Health And Lifestyle For The Over 50s

Walking Your Way To Better Health And Fitness

Walking small group by river

Walking is one of the best ways to stay active and improve your fitness without the added intensity that other forms of exercise bring, so almost anyone can do it. You can easily build walking into a busy lifestyle as you can do it virtually anywhere and at any time. Regular walking has been shown to reduce the risk of chronic illnesses, such as heart disease, type 2 diabetes, asthma, stroke and some cancers.

The further health benefits of walking can be summarised as follows:

  • You can walk anywhere, at anytime
  • It is a great way to get healthier and lose weight
  • Walking can reduce your blood pressure and cholesterol and help to control diabetes
  • Getting out and about means you are exposed to sunlight helping your body to produce vitamin D

A report by the Ramblers and Macmillan Cancer Support detailed the health benefits of the humble walk. By walking to fulfil the 150 minutes of moderate exercise recommended weekly, 37,000 lives could be saved and nearly 300,000 fewer cases of type 2 diabetes would develop.

How best to get started

The sooner you get started, the sooner you will notice the difference in your mind and body. The experts suggest that you should start with shorter walks and build up to a 30 minute walk once you feel comfortable. A good walking technique is key to staying healthy and improving fitness. Stand up straight, tighten your stomach muscles, let your arms swing naturally and roll through your foot from heel to toe.

Ensure that you have comfortable supportive footwear which is flexible, lightweight and breathable. These same principles apply to the clothes you wear. Make sure that you have light layers which you can take off or put on as the weather and your body temperature dictates. Bear in mind that a light waterproof is often needed even in our British summer.

When choosing a route either directly from your house or office or that you can drive to, try to find a green space, park or country path. Connecting with nature this way has been found to reduce stress levels, improve mood, ease depression, enhance psychological wellbeing and improve attention and concentration.

Walking small group in field

Rather than walking alone, try to enlist the support of a walking buddy so that you can motivate each other. Organised walks can now be found in many areas. Walking for Health is one such scheme set up by Macmillan Cancer Support and Ramblers. If you enter your postcode or town into their website below, a range of options will be described with helpful notes on the length of the walk and other factors to take into consideration.

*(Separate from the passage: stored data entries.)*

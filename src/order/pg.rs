//! Order Store - PostgreSQL implementation
//!
//! Status writes use an atomic CAS (`UPDATE ... WHERE status = ANY(...)`)
//! committed together with the audit insert. The alias list in the CAS
//! predicate is how legacy status spellings are normalized at the
//! data-access boundary: rows written by old intakes still serialize
//! through the engine without the engine ever seeing a raw string.

use chrono::{DateTime, Utc};
use sqlx::{PgPool, Postgres, Row, Transaction};

use super::error::OrderError;
use super::state::OrderStatus;
use super::store::{AuditEntry, OrderStore, StatusChange};
use super::types::{ActorType, Metadata, NewOrder, OrderId, OrderRecord, OrderType};
use async_trait::async_trait;

const ORDER_COLUMNS: &str = "order_id, order_type, status, user_id, amount, bonus_amount, \
     total_amount, amount_adjusted, idempotency_key, rejection_reason, metadata, \
     created_at, updated_at";

/// PostgreSQL-backed order store
pub struct PgOrderStore {
    pool: PgPool,
}

impl PgOrderStore {
    pub fn new(pool: PgPool) -> Self {
        Self { pool }
    }

    async fn fetch_by_key(&self, key: &str) -> Result<Option<OrderRecord>, OrderError> {
        let row = sqlx::query(&format!(
            "SELECT {ORDER_COLUMNS} FROM orders_tb WHERE idempotency_key = $1"
        ))
        .bind(key)
        .fetch_optional(&self.pool)
        .await?;

        row.map(|r| row_to_record(&r)).transpose()
    }

    async fn insert_audit(
        tx: &mut Transaction<'_, Postgres>,
        order_id: &OrderId,
        from: Option<OrderStatus>,
        change: &StatusChange,
    ) -> Result<(), OrderError> {
        sqlx::query(
            r#"
            INSERT INTO order_audit_tb
                (order_id, from_status, to_status, actor_id, actor_type, reason, correlation_id, created_at)
            VALUES
                ($1, $2, $3, $4, $5, $6, $7, NOW())
            "#,
        )
        .bind(order_id.to_string())
        .bind(from.map(|s| s.as_str()))
        .bind(change.to.as_str())
        .bind(&change.actor_id)
        .bind(change.actor_type.as_str())
        .bind(&change.reason)
        .bind(change.correlation_id)
        .execute(&mut **tx)
        .await?;

        Ok(())
    }
}

#[async_trait]
impl OrderStore for PgOrderStore {
    async fn create(&self, new: NewOrder) -> Result<OrderRecord, OrderError> {
        new.validate()?;

        if let Some(key) = &new.idempotency_key
            && let Some(existing) = self.fetch_by_key(key).await?
        {
            tracing::info!(
                order_id = %existing.order_id,
                key = %key,
                "order with idempotency key already exists - returning existing record"
            );
            return Ok(existing);
        }

        let order_id = OrderId::new();
        let initial = new.order_type.initial_status();
        let total = new.amount + new.bonus_amount;

        let mut tx = self.pool.begin().await?;

        let inserted = sqlx::query(&format!(
            r#"
            INSERT INTO orders_tb
                (order_id, order_type, status, user_id, amount, bonus_amount, total_amount,
                 amount_adjusted, idempotency_key, metadata, created_at, updated_at)
            VALUES
                ($1, $2, $3, $4, $5, $6, $7, FALSE, $8, $9, NOW(), NOW())
            RETURNING {ORDER_COLUMNS}
            "#
        ))
        .bind(order_id.to_string())
        .bind(new.order_type.id())
        .bind(initial.as_str())
        .bind(new.user_id)
        .bind(new.amount)
        .bind(new.bonus_amount)
        .bind(total)
        .bind(&new.idempotency_key)
        .bind(serde_json::Value::Object(new.metadata.clone()))
        .fetch_one(&mut *tx)
        .await;

        let row = match inserted {
            Ok(row) => row,
            Err(e) => {
                // Duplicate-insert race on the idempotency key: resolve to
                // the row that won instead of erroring.
                if is_unique_violation(&e)
                    && let Some(key) = &new.idempotency_key
                {
                    drop(tx);
                    if let Some(existing) = self.fetch_by_key(key).await? {
                        tracing::info!(
                            order_id = %existing.order_id,
                            key = %key,
                            "lost creation race on idempotency key - returning winner"
                        );
                        return Ok(existing);
                    }
                }
                return Err(e.into());
            }
        };

        sqlx::query(
            r#"
            INSERT INTO order_audit_tb
                (order_id, from_status, to_status, actor_id, actor_type, reason, correlation_id, created_at)
            VALUES
                ($1, NULL, $2, $3, $4, $5, $6, NOW())
            "#,
        )
        .bind(order_id.to_string())
        .bind(initial.as_str())
        .bind(new.user_id.to_string())
        .bind(ActorType::EndUser.as_str())
        .bind("order created")
        .bind(uuid::Uuid::new_v4())
        .execute(&mut *tx)
        .await?;

        tx.commit().await?;

        row_to_record(&row)
    }

    async fn get(&self, order_id: &OrderId) -> Result<Option<OrderRecord>, OrderError> {
        let row = sqlx::query(&format!(
            "SELECT {ORDER_COLUMNS} FROM orders_tb WHERE order_id = $1"
        ))
        .bind(order_id.to_string())
        .fetch_optional(&self.pool)
        .await?;

        row.map(|r| row_to_record(&r)).transpose()
    }

    async fn apply_transition(
        &self,
        order_id: &OrderId,
        from: OrderStatus,
        change: StatusChange,
    ) -> Result<Option<OrderRecord>, OrderError> {
        let mut tx = self.pool.begin().await?;

        let aliases: Vec<String> = from.db_aliases().iter().map(|s| s.to_string()).collect();
        let patch = serde_json::Value::Object(change.metadata_patch.clone());

        let row = sqlx::query(&format!(
            r#"
            UPDATE orders_tb
            SET status = $1,
                metadata = metadata || $2,
                amount = COALESCE($3, amount),
                total_amount = COALESCE($3, amount) + bonus_amount,
                amount_adjusted = amount_adjusted OR $3 IS NOT NULL,
                updated_at = NOW()
            WHERE order_id = $4 AND status = ANY($5)
            RETURNING {ORDER_COLUMNS}
            "#
        ))
        .bind(change.to.as_str())
        .bind(patch)
        .bind(change.new_amount)
        .bind(order_id.to_string())
        .bind(&aliases)
        .fetch_optional(&mut *tx)
        .await?;

        let Some(row) = row else {
            tx.rollback().await?;
            return Ok(None);
        };

        Self::insert_audit(&mut tx, order_id, Some(from), &change).await?;
        tx.commit().await?;

        row_to_record(&row).map(Some)
    }

    async fn set_rejection_reason(
        &self,
        order_id: &OrderId,
        reason: &str,
    ) -> Result<(), OrderError> {
        let result = sqlx::query(
            "UPDATE orders_tb SET rejection_reason = $1, updated_at = NOW() WHERE order_id = $2",
        )
        .bind(reason)
        .bind(order_id.to_string())
        .execute(&self.pool)
        .await?;

        if result.rows_affected() == 0 {
            return Err(OrderError::OrderNotFound(order_id.to_string()));
        }
        Ok(())
    }

    async fn audit_trail(&self, order_id: &OrderId) -> Result<Vec<AuditEntry>, OrderError> {
        let rows = sqlx::query(
            r#"
            SELECT order_id, from_status, to_status, actor_id, actor_type, reason,
                   correlation_id, created_at
            FROM order_audit_tb
            WHERE order_id = $1
            ORDER BY id ASC
            "#,
        )
        .bind(order_id.to_string())
        .fetch_all(&self.pool)
        .await?;

        rows.iter().map(row_to_audit).collect()
    }

    async fn find_stale_pending(
        &self,
        cutoff: DateTime<Utc>,
        limit: usize,
    ) -> Result<Vec<OrderRecord>, OrderError> {
        let aliases: Vec<String> = OrderStatus::PendingApproval
            .db_aliases()
            .iter()
            .map(|s| s.to_string())
            .collect();

        let rows = sqlx::query(&format!(
            r#"
            SELECT {ORDER_COLUMNS}
            FROM orders_tb
            WHERE status = ANY($1) AND created_at < $2
            ORDER BY created_at ASC
            LIMIT $3
            "#
        ))
        .bind(&aliases)
        .bind(cutoff)
        .bind(limit as i64)
        .fetch_all(&self.pool)
        .await?;

        rows.iter().map(row_to_record).collect()
    }
}

fn is_unique_violation(e: &sqlx::Error) -> bool {
    matches!(e, sqlx::Error::Database(db) if db.code().as_deref() == Some("23505"))
}

fn row_to_record(row: &sqlx::postgres::PgRow) -> Result<OrderRecord, OrderError> {
    let order_id_str: String = row.get("order_id");
    let order_id: OrderId = order_id_str
        .parse()
        .map_err(|_| OrderError::CorruptRecord(format!("bad order_id: {order_id_str}")))?;

    let type_id: i16 = row.get("order_type");
    let order_type = OrderType::from_id(type_id)
        .ok_or_else(|| OrderError::CorruptRecord(format!("bad order_type: {type_id}")))?;

    let status_raw: String = row.get("status");
    let status = OrderStatus::normalize(&status_raw)
        .ok_or_else(|| OrderError::CorruptRecord(format!("bad status: {status_raw}")))?;

    let metadata: serde_json::Value = row.get("metadata");
    let metadata: Metadata = metadata.as_object().cloned().unwrap_or_default();

    Ok(OrderRecord {
        order_id,
        order_type,
        status,
        user_id: row.get("user_id"),
        amount: row.get("amount"),
        bonus_amount: row.get("bonus_amount"),
        total_amount: row.get("total_amount"),
        amount_adjusted: row.get("amount_adjusted"),
        idempotency_key: row.get("idempotency_key"),
        rejection_reason: row.get("rejection_reason"),
        metadata,
        created_at: row.get("created_at"),
        updated_at: row.get("updated_at"),
    })
}

fn row_to_audit(row: &sqlx::postgres::PgRow) -> Result<AuditEntry, OrderError> {
    let order_id_str: String = row.get("order_id");
    let order_id: OrderId = order_id_str
        .parse()
        .map_err(|_| OrderError::CorruptRecord(format!("bad order_id: {order_id_str}")))?;

    let from_status: Option<String> = row.get("from_status");
    let from_status = from_status
        .map(|s| {
            OrderStatus::normalize(&s)
                .ok_or_else(|| OrderError::CorruptRecord(format!("bad from_status: {s}")))
        })
        .transpose()?;

    let to_raw: String = row.get("to_status");
    let to_status = OrderStatus::normalize(&to_raw)
        .ok_or_else(|| OrderError::CorruptRecord(format!("bad to_status: {to_raw}")))?;

    let actor_raw: String = row.get("actor_type");
    let actor_type = ActorType::from_str_loose(&actor_raw)
        .ok_or_else(|| OrderError::CorruptRecord(format!("bad actor_type: {actor_raw}")))?;

    Ok(AuditEntry {
        order_id,
        from_status,
        to_status,
        actor_id: row.get("actor_id"),
        actor_type,
        reason: row.get("reason"),
        correlation_id: row.get("correlation_id"),
        created_at: row.get("created_at"),
    })
}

Moving on by tracking your walking progress

If you would like to record your progress, there are various ways you can do this. A pedometer and pencil and paper will enable you to do this in a simple way. A fitness tracker may also help motivate you and certain ones let you interact with friends and you can encourage one another in this way.

Once you’ve mastered the 30 minutes of exercise per day, changing your walking route is a great way to keep motivated. You can also vary your walk by trying some of the following:

  • Walk up hills to use a wider range of muscles. This also uses more energy than walking along flat surfaces.
  • If your walk is along a flat route, increase the endurance by increasing the distance.
  • Do speed walking or jogging sprints, using trees, lamp posts or street signs as your start and end targets.


Remember that walking also helps the planet. By parking the car and walking or leaving the car at home, you will be helping to reduce air pollution. This is particularly important for short journeys which use almost twice the CO2 per mile.

One of the best things about walking is that you can do it alone, with friends or with your pet dog, and it doesn’t cost a thing. Whether it’s a walk to the shops or part of your journey to work, a walk on your own or an organised walk with a group of like-minded people, try to make every step count.